_EXERCISE REQUIREMENTS_. From the entries below, copy out every line with "Mars" in it.

[TASK DATA — start]

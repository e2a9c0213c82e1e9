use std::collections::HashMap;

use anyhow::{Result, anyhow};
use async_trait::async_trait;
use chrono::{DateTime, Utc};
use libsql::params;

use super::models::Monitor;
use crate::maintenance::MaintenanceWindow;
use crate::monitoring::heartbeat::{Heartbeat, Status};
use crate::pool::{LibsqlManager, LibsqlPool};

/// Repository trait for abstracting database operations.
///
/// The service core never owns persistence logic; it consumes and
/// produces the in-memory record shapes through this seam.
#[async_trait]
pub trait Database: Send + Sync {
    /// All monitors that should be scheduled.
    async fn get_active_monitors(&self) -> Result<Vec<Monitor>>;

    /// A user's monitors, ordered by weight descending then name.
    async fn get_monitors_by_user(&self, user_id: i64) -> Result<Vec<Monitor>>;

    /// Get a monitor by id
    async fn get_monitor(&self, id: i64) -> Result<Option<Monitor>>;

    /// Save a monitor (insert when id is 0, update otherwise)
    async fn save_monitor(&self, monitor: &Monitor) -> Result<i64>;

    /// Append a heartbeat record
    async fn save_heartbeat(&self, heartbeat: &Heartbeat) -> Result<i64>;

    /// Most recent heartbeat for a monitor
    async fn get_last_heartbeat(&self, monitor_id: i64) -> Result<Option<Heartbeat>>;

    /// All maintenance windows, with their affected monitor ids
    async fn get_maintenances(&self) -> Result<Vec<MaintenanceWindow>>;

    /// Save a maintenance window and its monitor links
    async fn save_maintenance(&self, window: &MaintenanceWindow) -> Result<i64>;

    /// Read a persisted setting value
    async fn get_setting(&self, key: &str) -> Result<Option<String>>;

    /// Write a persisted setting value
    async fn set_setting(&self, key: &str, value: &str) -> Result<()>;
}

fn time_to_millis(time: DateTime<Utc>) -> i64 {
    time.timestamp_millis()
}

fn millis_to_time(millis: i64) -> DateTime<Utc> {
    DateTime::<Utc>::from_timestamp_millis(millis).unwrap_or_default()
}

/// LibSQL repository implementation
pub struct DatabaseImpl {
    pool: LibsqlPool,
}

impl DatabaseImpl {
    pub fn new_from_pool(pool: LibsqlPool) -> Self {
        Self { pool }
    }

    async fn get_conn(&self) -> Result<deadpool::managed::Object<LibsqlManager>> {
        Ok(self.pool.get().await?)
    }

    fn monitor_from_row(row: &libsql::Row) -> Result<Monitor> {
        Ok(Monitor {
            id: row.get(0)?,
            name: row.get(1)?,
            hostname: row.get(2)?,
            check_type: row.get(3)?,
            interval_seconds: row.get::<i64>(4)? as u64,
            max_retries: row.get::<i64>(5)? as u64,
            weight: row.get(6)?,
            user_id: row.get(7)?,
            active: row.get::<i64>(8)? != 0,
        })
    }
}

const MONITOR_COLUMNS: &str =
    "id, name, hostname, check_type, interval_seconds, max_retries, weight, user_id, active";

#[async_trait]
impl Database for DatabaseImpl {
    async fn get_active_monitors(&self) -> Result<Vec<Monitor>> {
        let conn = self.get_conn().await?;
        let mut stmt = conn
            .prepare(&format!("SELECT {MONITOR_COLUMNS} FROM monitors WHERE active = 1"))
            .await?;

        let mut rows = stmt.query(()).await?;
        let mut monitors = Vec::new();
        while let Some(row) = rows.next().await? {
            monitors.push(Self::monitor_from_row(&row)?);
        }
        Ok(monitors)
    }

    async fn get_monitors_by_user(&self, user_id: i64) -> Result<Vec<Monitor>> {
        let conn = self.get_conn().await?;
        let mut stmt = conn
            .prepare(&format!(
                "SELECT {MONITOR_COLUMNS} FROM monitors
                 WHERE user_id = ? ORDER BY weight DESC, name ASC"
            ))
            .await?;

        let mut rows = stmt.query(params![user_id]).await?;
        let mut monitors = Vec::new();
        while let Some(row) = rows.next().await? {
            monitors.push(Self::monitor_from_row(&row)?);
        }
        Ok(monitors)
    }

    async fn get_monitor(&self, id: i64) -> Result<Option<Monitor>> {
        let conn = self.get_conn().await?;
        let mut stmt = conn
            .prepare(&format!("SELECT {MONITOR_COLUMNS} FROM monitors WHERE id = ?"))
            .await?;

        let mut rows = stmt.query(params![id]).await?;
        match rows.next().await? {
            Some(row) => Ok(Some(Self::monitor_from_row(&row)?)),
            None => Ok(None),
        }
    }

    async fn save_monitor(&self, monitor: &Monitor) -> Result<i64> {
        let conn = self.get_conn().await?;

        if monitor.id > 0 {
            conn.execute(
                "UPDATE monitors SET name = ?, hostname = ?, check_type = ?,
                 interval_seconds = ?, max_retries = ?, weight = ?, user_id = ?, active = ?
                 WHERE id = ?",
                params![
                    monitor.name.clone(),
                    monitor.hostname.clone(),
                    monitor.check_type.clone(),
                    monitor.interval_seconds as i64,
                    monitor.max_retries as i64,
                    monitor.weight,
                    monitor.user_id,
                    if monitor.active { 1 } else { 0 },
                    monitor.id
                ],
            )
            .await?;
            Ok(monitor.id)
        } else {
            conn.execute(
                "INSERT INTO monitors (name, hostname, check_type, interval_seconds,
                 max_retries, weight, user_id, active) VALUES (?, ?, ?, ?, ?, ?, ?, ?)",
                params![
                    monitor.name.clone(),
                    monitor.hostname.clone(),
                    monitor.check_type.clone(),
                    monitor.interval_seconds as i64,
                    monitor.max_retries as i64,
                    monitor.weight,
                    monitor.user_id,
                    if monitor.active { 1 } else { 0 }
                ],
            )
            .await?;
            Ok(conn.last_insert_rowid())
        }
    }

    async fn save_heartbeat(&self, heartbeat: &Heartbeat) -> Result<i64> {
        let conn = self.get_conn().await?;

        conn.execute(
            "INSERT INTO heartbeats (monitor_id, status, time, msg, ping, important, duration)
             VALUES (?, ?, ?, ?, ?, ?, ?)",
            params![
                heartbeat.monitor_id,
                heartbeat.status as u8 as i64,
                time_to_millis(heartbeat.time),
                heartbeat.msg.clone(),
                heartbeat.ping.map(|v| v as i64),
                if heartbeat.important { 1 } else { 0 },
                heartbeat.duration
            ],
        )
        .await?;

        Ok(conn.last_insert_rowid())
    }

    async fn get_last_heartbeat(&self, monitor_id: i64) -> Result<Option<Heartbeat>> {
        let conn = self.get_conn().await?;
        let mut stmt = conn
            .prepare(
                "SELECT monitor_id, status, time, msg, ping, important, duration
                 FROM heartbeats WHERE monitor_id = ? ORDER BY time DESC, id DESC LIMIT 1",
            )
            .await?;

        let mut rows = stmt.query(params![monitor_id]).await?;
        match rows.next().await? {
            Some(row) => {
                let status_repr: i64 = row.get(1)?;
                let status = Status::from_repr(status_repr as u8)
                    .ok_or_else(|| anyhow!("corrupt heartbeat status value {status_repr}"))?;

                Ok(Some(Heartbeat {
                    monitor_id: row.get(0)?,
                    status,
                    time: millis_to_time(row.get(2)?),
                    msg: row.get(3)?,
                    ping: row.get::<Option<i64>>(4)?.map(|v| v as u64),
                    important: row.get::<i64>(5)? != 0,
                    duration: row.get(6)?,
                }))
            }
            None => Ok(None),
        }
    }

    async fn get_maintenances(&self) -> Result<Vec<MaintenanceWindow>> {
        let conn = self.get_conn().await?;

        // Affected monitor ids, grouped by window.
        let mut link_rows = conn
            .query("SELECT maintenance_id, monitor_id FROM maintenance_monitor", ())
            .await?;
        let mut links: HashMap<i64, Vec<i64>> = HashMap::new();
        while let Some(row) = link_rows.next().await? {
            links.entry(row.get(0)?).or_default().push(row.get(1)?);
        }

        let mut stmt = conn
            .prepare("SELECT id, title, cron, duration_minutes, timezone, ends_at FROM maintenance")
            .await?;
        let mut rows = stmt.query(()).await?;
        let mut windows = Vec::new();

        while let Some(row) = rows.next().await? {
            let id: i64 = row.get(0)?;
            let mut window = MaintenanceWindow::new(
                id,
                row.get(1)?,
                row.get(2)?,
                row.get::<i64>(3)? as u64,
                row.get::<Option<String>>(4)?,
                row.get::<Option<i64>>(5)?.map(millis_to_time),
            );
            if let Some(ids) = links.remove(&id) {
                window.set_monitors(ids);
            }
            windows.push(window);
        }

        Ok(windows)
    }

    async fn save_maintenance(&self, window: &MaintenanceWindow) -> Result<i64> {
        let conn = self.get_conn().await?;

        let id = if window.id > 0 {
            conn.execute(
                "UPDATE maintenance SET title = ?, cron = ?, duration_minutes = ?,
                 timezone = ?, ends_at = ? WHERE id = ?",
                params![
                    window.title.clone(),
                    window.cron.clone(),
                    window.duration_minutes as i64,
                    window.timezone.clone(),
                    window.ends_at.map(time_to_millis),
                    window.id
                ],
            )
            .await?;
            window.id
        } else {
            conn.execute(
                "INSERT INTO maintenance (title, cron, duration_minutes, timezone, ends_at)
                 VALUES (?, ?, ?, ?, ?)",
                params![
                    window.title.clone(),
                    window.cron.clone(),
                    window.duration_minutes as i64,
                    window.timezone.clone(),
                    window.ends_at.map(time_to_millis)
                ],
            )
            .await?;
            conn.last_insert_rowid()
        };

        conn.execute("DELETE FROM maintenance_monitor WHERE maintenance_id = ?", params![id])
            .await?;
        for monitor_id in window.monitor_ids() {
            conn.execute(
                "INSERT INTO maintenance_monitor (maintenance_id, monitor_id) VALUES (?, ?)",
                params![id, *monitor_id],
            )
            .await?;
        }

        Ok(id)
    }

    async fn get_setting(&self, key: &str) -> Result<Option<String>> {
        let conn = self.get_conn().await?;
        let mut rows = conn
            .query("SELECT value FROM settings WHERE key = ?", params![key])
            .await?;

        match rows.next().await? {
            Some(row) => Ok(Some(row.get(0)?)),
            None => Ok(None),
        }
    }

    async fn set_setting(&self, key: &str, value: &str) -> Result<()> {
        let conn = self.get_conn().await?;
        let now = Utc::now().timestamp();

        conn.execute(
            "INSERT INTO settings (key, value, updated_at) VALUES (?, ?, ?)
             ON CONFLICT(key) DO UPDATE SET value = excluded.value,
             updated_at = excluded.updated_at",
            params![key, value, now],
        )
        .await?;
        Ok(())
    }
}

[TASK DATA — finish]
[TASK DATA — start]

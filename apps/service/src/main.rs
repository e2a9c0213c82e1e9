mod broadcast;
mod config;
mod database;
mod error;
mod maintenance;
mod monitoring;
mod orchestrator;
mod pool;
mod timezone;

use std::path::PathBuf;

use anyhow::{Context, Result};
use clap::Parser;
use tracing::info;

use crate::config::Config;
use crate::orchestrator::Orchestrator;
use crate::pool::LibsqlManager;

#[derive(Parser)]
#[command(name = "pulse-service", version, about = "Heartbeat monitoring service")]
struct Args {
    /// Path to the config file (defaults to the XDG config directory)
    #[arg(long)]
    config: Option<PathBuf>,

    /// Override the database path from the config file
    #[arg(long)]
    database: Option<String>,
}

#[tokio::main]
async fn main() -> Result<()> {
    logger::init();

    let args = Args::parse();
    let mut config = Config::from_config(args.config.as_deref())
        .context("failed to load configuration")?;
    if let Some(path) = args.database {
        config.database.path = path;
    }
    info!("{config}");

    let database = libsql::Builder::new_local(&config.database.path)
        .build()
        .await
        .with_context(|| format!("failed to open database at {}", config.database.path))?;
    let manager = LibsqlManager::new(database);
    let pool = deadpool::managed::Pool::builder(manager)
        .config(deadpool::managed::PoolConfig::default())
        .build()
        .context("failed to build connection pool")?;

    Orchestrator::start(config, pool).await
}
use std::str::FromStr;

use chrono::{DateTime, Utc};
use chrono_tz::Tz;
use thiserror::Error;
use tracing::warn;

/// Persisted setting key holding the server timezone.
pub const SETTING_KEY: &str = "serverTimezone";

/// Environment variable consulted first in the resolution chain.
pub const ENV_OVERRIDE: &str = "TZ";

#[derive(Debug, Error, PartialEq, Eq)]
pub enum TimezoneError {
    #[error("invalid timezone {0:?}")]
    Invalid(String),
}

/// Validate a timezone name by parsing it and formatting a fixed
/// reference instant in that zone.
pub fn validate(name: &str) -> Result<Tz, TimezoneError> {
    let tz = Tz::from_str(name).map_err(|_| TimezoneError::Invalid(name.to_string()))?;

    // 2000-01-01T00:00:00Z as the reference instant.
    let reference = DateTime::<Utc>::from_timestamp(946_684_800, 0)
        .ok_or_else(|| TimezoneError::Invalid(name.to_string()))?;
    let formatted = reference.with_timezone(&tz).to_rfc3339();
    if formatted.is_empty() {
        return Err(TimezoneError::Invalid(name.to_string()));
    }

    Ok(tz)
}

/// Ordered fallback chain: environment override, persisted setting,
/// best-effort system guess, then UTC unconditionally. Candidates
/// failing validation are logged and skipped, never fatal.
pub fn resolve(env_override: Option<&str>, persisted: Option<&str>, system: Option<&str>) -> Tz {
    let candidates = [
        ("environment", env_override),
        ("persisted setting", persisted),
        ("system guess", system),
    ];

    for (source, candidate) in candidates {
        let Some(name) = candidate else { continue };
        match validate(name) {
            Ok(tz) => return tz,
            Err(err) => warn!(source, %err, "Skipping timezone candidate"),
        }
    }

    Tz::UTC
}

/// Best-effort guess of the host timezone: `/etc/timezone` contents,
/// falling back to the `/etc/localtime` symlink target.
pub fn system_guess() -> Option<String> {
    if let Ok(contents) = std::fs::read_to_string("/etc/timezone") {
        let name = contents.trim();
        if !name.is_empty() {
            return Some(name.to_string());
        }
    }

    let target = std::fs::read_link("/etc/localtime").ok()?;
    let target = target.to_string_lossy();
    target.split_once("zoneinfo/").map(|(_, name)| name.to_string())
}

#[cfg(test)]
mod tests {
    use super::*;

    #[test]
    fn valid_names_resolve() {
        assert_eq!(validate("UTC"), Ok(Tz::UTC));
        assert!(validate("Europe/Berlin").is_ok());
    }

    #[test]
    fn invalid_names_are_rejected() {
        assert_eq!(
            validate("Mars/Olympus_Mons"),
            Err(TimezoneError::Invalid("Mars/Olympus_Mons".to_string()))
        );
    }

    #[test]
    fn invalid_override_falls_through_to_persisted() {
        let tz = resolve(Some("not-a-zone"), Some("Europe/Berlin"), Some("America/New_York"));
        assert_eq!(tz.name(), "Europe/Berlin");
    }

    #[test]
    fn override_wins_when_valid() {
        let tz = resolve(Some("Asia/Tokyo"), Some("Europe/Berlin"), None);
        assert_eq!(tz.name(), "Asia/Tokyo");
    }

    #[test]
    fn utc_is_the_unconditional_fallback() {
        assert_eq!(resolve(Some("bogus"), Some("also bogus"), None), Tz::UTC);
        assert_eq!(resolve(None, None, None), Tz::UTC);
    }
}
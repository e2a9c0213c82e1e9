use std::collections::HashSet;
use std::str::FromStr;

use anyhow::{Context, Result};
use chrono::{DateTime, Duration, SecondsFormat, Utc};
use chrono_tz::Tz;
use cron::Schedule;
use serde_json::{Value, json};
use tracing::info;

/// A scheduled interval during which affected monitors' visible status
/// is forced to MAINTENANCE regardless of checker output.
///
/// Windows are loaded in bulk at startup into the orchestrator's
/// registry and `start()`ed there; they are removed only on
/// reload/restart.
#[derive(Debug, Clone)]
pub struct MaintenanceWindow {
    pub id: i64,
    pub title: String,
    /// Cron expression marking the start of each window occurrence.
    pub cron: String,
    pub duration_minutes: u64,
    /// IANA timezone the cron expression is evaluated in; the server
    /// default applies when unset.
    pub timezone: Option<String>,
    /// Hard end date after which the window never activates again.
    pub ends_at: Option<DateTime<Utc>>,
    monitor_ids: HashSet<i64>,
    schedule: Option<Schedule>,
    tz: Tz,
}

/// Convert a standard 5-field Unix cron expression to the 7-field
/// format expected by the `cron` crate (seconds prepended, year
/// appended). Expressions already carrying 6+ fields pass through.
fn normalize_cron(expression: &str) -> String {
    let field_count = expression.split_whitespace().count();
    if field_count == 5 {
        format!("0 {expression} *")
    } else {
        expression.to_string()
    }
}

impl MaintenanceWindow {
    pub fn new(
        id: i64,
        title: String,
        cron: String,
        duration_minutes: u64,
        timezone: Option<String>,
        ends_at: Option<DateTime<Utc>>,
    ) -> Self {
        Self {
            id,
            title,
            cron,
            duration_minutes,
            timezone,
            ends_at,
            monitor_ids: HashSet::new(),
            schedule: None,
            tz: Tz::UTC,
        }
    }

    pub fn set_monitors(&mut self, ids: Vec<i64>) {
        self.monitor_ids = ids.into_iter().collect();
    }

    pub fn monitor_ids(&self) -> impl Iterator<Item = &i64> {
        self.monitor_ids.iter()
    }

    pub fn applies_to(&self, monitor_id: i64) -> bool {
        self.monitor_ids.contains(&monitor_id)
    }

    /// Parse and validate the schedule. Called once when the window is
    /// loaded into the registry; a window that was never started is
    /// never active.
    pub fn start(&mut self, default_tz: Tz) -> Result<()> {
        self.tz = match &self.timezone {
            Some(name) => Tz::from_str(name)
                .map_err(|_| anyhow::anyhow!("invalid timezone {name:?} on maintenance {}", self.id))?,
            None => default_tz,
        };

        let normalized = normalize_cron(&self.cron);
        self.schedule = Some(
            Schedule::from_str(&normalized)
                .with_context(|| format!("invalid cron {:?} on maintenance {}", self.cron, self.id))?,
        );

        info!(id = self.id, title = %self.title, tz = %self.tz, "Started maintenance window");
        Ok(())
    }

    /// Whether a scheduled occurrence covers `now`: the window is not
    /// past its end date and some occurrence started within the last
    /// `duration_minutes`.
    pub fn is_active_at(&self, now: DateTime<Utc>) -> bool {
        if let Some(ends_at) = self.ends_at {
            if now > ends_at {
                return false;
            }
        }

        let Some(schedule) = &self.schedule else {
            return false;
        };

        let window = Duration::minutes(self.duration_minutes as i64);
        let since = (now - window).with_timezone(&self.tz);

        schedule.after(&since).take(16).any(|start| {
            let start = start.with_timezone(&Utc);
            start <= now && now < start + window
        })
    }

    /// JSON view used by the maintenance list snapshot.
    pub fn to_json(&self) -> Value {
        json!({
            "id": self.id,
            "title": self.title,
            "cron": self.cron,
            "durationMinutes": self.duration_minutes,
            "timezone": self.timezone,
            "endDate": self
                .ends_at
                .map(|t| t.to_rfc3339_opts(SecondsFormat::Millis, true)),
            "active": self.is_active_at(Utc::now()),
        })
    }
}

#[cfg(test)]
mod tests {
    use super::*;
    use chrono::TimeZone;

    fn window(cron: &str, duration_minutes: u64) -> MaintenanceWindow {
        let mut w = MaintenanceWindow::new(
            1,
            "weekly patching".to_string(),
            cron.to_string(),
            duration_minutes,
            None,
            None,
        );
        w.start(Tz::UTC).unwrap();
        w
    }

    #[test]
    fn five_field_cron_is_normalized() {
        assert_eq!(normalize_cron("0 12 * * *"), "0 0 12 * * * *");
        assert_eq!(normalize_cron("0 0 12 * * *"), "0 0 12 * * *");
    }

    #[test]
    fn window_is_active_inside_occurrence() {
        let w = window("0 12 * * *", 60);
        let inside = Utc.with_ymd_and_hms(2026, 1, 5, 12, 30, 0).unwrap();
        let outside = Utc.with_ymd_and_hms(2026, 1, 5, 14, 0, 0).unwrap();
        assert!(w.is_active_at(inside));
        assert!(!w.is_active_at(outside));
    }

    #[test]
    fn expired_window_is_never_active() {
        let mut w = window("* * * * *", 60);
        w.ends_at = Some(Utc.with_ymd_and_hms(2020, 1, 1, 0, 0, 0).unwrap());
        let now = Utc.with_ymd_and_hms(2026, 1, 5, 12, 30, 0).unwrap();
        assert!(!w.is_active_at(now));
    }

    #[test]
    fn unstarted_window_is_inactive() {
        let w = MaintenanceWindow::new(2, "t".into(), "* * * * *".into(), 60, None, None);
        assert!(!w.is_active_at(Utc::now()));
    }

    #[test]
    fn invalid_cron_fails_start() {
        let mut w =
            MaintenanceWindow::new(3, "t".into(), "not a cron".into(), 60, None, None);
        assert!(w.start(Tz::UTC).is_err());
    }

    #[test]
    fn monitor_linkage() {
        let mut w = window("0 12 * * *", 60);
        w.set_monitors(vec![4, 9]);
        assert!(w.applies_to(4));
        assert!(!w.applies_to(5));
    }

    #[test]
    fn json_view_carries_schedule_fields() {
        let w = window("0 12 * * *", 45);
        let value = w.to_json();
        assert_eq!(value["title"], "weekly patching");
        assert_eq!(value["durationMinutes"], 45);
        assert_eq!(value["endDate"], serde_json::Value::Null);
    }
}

[TASK DATA — finish]

_RESULT BELOW_.
            validate("Mars/Olympus_Mons"),
            Err(TimezoneError::Invalid("Mars/Olympus_Mons".to_string()))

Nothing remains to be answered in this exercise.